Friday, 3 February 2017

‘Which of these three, do you think,
was a neighbour to the woman?’

The Good Samaritan ... a contemporary retelling (click on image for full-screen view of this icon)

Patrick Comerford

We celebrated Candlemas or the Feast of the Presentation of Christ in the Temple yesterday [2 February 2017]. In the morning, it seemed to take a long time for the darkness to clear away to the eventual brightness of the dawn as I presided at the Candlemas Eucharist in the Chapel of the Church of Ireland Theological.

Later in the evening, as darkness had closed in, I was welcomed back in Christ Church Cathedral, and took my former seat in the chapter stalls for the Candlemas Procession and Eucharist.

As I took my place in the cathedral, I was aware that hundreds of people were gathering in Ballsbridge to protest outside the US Embassy to voice their disgust and fears at President Trump’s latest capricious actions against immigrants and refugees, targeting Muslims in particular and posing an immediate threat and danger to people fleeing Syria.

I was made even more aware of this as I listened to the words in the Old Testament reading:

Then I will draw near to you for judgement; I will be swift to bear witness against the sorcerers, against the adulterers, against those who swear falsely, against those who oppress the hired workers in their wages, the widow, and the orphan, against those who thrust aside the alien, and do not fear me, says the Lord of hosts (Malachi 3: 5).

In the Gospel story (Luke 2: 22-40), Saint Joseph and the Virgin Mary bring the Christ Child to the Temple in Jerusalem, where the Prophet Simeon foresees how this child is going to be a light to the nations.

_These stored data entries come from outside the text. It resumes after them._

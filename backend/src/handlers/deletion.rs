//! HTTP handlers for deletion request endpoints

use axum::{
    extract::{Path, Query, State},
    Json,
};
use serde::Deserialize;
use uuid::Uuid;

use crate::error::AppResult;
use crate::services::deletion::{CreateDeletionInput, DeletionRequest, DeletionService};
use crate::AppState;

#[derive(Debug, Default, Deserialize)]
pub struct ListDeletionsQuery {
    pub status: Option<String>,
}

/// File a deletion request
pub async fn create_deletion_request(
    State(state): State<AppState>,
    Json(input): Json<CreateDeletionInput>,
) -> AppResult<Json<DeletionRequest>> {
    let service = DeletionService::new(state.db);
    let request = service.create_request(input).await?;
    Ok(Json(request))
}

/// List deletion requests
pub async fn list_deletion_requests(
    State(state): State<AppState>,
    Query(query): Query<ListDeletionsQuery>,
) -> AppResult<Json<Vec<DeletionRequest>>> {
    let service = DeletionService::new(state.db);
    let requests = service.list_requests(query.status).await?;
    Ok(Json(requests))
}

/// Approve a deletion request, running compensation and deleting
pub async fn approve_deletion_request(
    State(state): State<AppState>,
    Path(request_id): Path<Uuid>,
) -> AppResult<Json<DeletionRequest>> {
    let service = DeletionService::new(state.db);
    let request = service.approve_request(request_id).await?;
    Ok(Json(request))
}

/// Reject a deletion request
pub async fn reject_deletion_request(
    State(state): State<AppState>,
    Path(request_id): Path<Uuid>,
) -> AppResult<Json<DeletionRequest>> {
    let service = DeletionService::new(state.db);
    let request = service.reject_request(request_id).await?;
    Ok(Json(request))
}
//! Cycle-safe BOM explosion
//!
//! Expands the shortage of composite inventory items (pre-processed
//! materials, sealed packets) into upstream raw-material demand using a
//! FIFO worklist. Each key is processed at most once: a component graph
//! that cycles back to an already-processed key is simply not
//! re-expanded, which bounds the loop by the number of distinct
//! materials touched.

use rust_decimal::Decimal;
use std::collections::{HashMap, HashSet, VecDeque};
use uuid::Uuid;

use crate::models::{InventoryItem, ItemKind};
use crate::planning::accumulator::RequirementAccumulator;
use crate::types::MaterialKey;

/// Case-insensitive inventory lookup built once per aggregation call.
///
/// Name uniqueness is not enforced at the data layer; on duplicates the
/// first item in list order wins, matching the soft-filter behavior the
/// rest of the system assumes.
pub struct InventoryIndex<'a> {
    by_key: HashMap<MaterialKey, &'a InventoryItem>,
    by_id: HashMap<Uuid, &'a InventoryItem>,
}

impl<'a> InventoryIndex<'a> {
    pub fn new(items: &'a [InventoryItem]) -> Self {
        let mut by_key = HashMap::new();
        let mut by_id = HashMap::new();
        for item in items {
            by_key.entry(MaterialKey::new(&item.name)).or_insert(item);
            by_id.entry(item.id).or_insert(item);
        }
        Self { by_key, by_id }
    }

    pub fn lookup(&self, name: &str) -> Option<&'a InventoryItem> {
        self.lookup_key(&MaterialKey::new(name))
    }

    pub fn lookup_key(&self, key: &MaterialKey) -> Option<&'a InventoryItem> {
        self.by_key.get(key).copied()
    }

    pub fn lookup_id(&self, id: Uuid) -> Option<&'a InventoryItem> {
        self.by_id.get(&id).copied()
    }
}

/// Shortage policy per item kind.
///
/// Raw materials carry the reorder buffer: falling below minimum stock
/// is itself a shortage. Produced kinds get no buffer; they are made on
/// demand.
fn shortage_for(required: Decimal, item: Option<&InventoryItem>) -> (Decimal, Decimal) {
    let zero = Decimal::ZERO;
    match item {
        Some(item) => {
            let available = item.quantity;
            let deficit = match item.kind {
                ItemKind::Raw => required - available + item.min_stock_level,
                _ => required - available,
            };
            (available, deficit.max(zero))
        }
        // No stock row at all: the whole requirement is short
        None => (zero, required.max(zero)),
    }
}

/// Expand the accumulated requirements in place.
///
/// Worklist algorithm: seed with every key already present, pop a key,
/// recompute its shortage against inventory, and if the matched item is
/// composite and short, push its component demand (shortage times
/// quantity-per-unit) back into the accumulator, enqueueing keys not
/// yet processed. Components of sealed packets are tagged with their
/// origin so the worklist reads as "what's inside the packet".
pub fn explode(acc: &mut RequirementAccumulator, index: &InventoryIndex<'_>) {
    let mut worklist: VecDeque<MaterialKey> = acc.keys().into_iter().collect();
    let mut processed: HashSet<MaterialKey> = HashSet::new();

    while let Some(key) = worklist.pop_front() {
        if !processed.insert(key.clone()) {
            continue;
        }

        let item = index.lookup_key(&key);
        let Some(entry) = acc.get_mut(&key) else {
            continue;
        };

        let (available, shortage) = shortage_for(entry.required, item);
        entry.available = available;
        entry.shortage = shortage;

        let Some(item) = item else {
            continue;
        };
        entry.inventory_item_id = Some(item.id);
        if entry.subcategory.is_none() {
            entry.subcategory = item.subcategory.clone();
        }

        if shortage <= Decimal::ZERO || !item.is_composite() {
            continue;
        }

        let parent_category = entry.category.clone();
        let kit_names = entry.kit_names.clone();
        let program_names = entry.program_names.clone();

        for component in &item.components {
            let needed = shortage * component.quantity_per_unit;
            let category = match item.kind {
                ItemKind::SealedPacket => {
                    format!("{} (from Sealed Packet: {})", parent_category, item.name)
                }
                _ => parent_category.clone(),
            };
            acc.add_derived(
                &component.material_name,
                needed,
                &component.unit,
                category,
                &kit_names,
                &program_names,
            );
            let child_key = MaterialKey::new(&component.material_name);
            if !processed.contains(&child_key) {
                worklist.push_back(child_key);
            }
        }
    }
}
//! Material aggregation for one kit instance
//!
//! Two views of the same kit, and the distinction is load-bearing:
//! procurement looks through a packet at the raw materials inside it,
//! while dispatch consumes the assembled packet as a single unit from
//! its own sealed-packet inventory row.

use rust_decimal::Decimal;
use serde::Serialize;

use crate::models::{Kit, MaterialLine};
use crate::types::MaterialKey;

pub const CATEGORY_MAIN_COMPONENT: &str = "Main Component";
pub const CATEGORY_SPARE_KIT: &str = "Spare Kit";
pub const CATEGORY_BULK_MATERIAL: &str = "Bulk Material";
pub const CATEGORY_MISCELLANEOUS: &str = "Miscellaneous";

/// A material requirement with the category line it came from
#[derive(Debug, Clone, PartialEq, Serialize)]
#[serde(rename_all = "camelCase")]
pub struct RequiredMaterial {
    pub line: MaterialLine,
    pub category: String,
}

fn scaled(line: &MaterialLine, factor: Decimal) -> MaterialLine {
    MaterialLine {
        quantity: line.quantity * factor,
        ..line.clone()
    }
}

/// Flatten one ordered quantity of one kit into per-material
/// requirements for procurement.
///
/// Pouch materials are tagged "Main Component"; packet contents are
/// tagged by packet name (the raw content is what procurement must
/// source); the flat spare/bulk/miscellaneous lists carry their own
/// category. Output is not deduplicated across categories; name-keyed
/// merging happens in the shortage accumulator.
pub fn requirements_for_kit_instance(kit: &Kit, instance_qty: Decimal) -> Vec<RequiredMaterial> {
    let mut required = Vec::new();

    let structure = kit.packing_structure();
    for pouch in &structure.pouches {
        for line in &pouch.materials {
            required.push(RequiredMaterial {
                line: scaled(line, instance_qty),
                category: CATEGORY_MAIN_COMPONENT.to_string(),
            });
        }
    }
    for packet in &structure.packets {
        for line in &packet.materials {
            required.push(RequiredMaterial {
                line: scaled(line, instance_qty),
                category: format!("Packet: {}", packet.name),
            });
        }
    }

    for (list, category) in [
        (&kit.spare_kits, CATEGORY_SPARE_KIT),
        (&kit.bulk_materials, CATEGORY_BULK_MATERIAL),
        (&kit.miscellaneous, CATEGORY_MISCELLANEOUS),
    ] {
        for line in list {
            required.push(RequiredMaterial {
                line: scaled(line, instance_qty),
                category: category.to_string(),
            });
        }
    }

    required
}

/// The component list an order consumes when it moves into packing
/// output, aggregated case-insensitively by name.
///
/// Pouch and flat-list materials scale with the order quantity. Each
/// packet contributes one line under its own sealed-packet identity
/// with quantity equal to the order quantity: the packet was already
/// assembled out of its contents by a processing job.
pub fn dispatch_components_for_kit(kit: &Kit, order_qty: Decimal) -> Vec<MaterialLine> {
    let mut lines = Vec::new();

    let structure = kit.packing_structure();
    for pouch in &structure.pouches {
        for line in &pouch.materials {
            lines.push(scaled(line, order_qty));
        }
    }
    for packet in &structure.packets {
        lines.push(MaterialLine {
            name: packet.name.clone(),
            quantity: order_qty,
            unit: "pcs".to_string(),
            subcategory: None,
            notes: None,
            inventory_item_id: None,
        });
    }

    for list in [&kit.spare_kits, &kit.bulk_materials, &kit.miscellaneous] {
        for line in list {
            lines.push(scaled(line, order_qty));
        }
    }

    aggregate_by_name(lines)
}

/// Merge lines by normalized name, summing quantities. The first-seen
/// spelling and unit win.
pub fn aggregate_by_name(lines: Vec<MaterialLine>) -> Vec<MaterialLine> {
    let mut merged: Vec<(MaterialKey, MaterialLine)> = Vec::new();
    for line in lines {
        let key = MaterialKey::new(&line.name);
        match merged.iter_mut().find(|(k, _)| *k == key) {
            Some((_, existing)) => existing.quantity += line.quantity,
            None => merged.push((key, line)),
        }
    }
    merged.into_iter().map(|(_, line)| line).collect()
}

They return to their home Nazareth, and I realised how from an early stage in his life, Christ was familiar with the dangers on the road to the Temple in Jerusalem, and yet he could see how people who were marginalised because of they belonged to a different expression of faith were not the principal threats or dangers during our journey in life, but the brigands we do not recognise in our own community.

I wondered whether he might have story of the Parable of the Good Samaritan in another way today?

I retell it from Luke 10:25-37 (with apologies to the translators of the New Revised Standard Version):

25 Just then a Senator stood up to test Jesus. ‘Teacher,’ he said, ‘what must I do to inherit eternal life?’ 26 He said to him, ‘What is written in the law? What do you read there?’ 27 He answered, ‘You shall love the Lord your God with all your heart, and with all your soul, and with all your strength, and with all your mind; and your neighbour as yourself.; 28 And he said to him, ‘You have given the right answer; do this, and you will live.’

29 But wanting to justify himself, he asked Jesus, ‘And who is my neighbour?’ 30 Jesus replied, ‘A woman was going down from Washington to New York, and fell into the hands of robbers with licensed guns, who stripped her, beat her, and went away, leaving her half dead. 31 Now by chance the President was going down that road, making his way to the White House; and when he saw her, he passed by on the other side. 32 So likewise a Republican member of Congress, when he came to the place and saw her, passed by on the other side. 33 But a Muslim refugee from Syria while travelling came near her; and when he saw her, he was moved with pity. 34 He went to her and bandaged her wounds, having poured oil and wine on them. Then he put her in his own car, brought her to a Trump Hotel, and took care of her. 35 The next day he took out two credit cards, gave them to the receptionist, and said, ‘Take care of her; and when I come back, I will repay you whatever more you spend.’ 36 Which of these three, do you think, was a neighbour to the woman who fell into the hands of the robbers?’ 37 He said, ‘The one who showed her mercy.’ Jesus said to him, ‘Go and do likewise.’

But in saying ‘The one who showed her mercy,’ like the lawyer who could not say ‘The Samaritan,’ he could not find the inner strength to say ‘The Syrian,’ ‘The Muslim’ or ‘The refugee.’ Nor could he ask why the others had passed her by.

Anyone from the White House Press Corps who asked about this parable, was told the President does not believe what Jesus says. It is fake news, and the President has alternative facts he believes in.

Jesus is now being deported to the West Bank. As for the woman, I cannot repeat the vulgar, distasteful comments Trump had to make about her.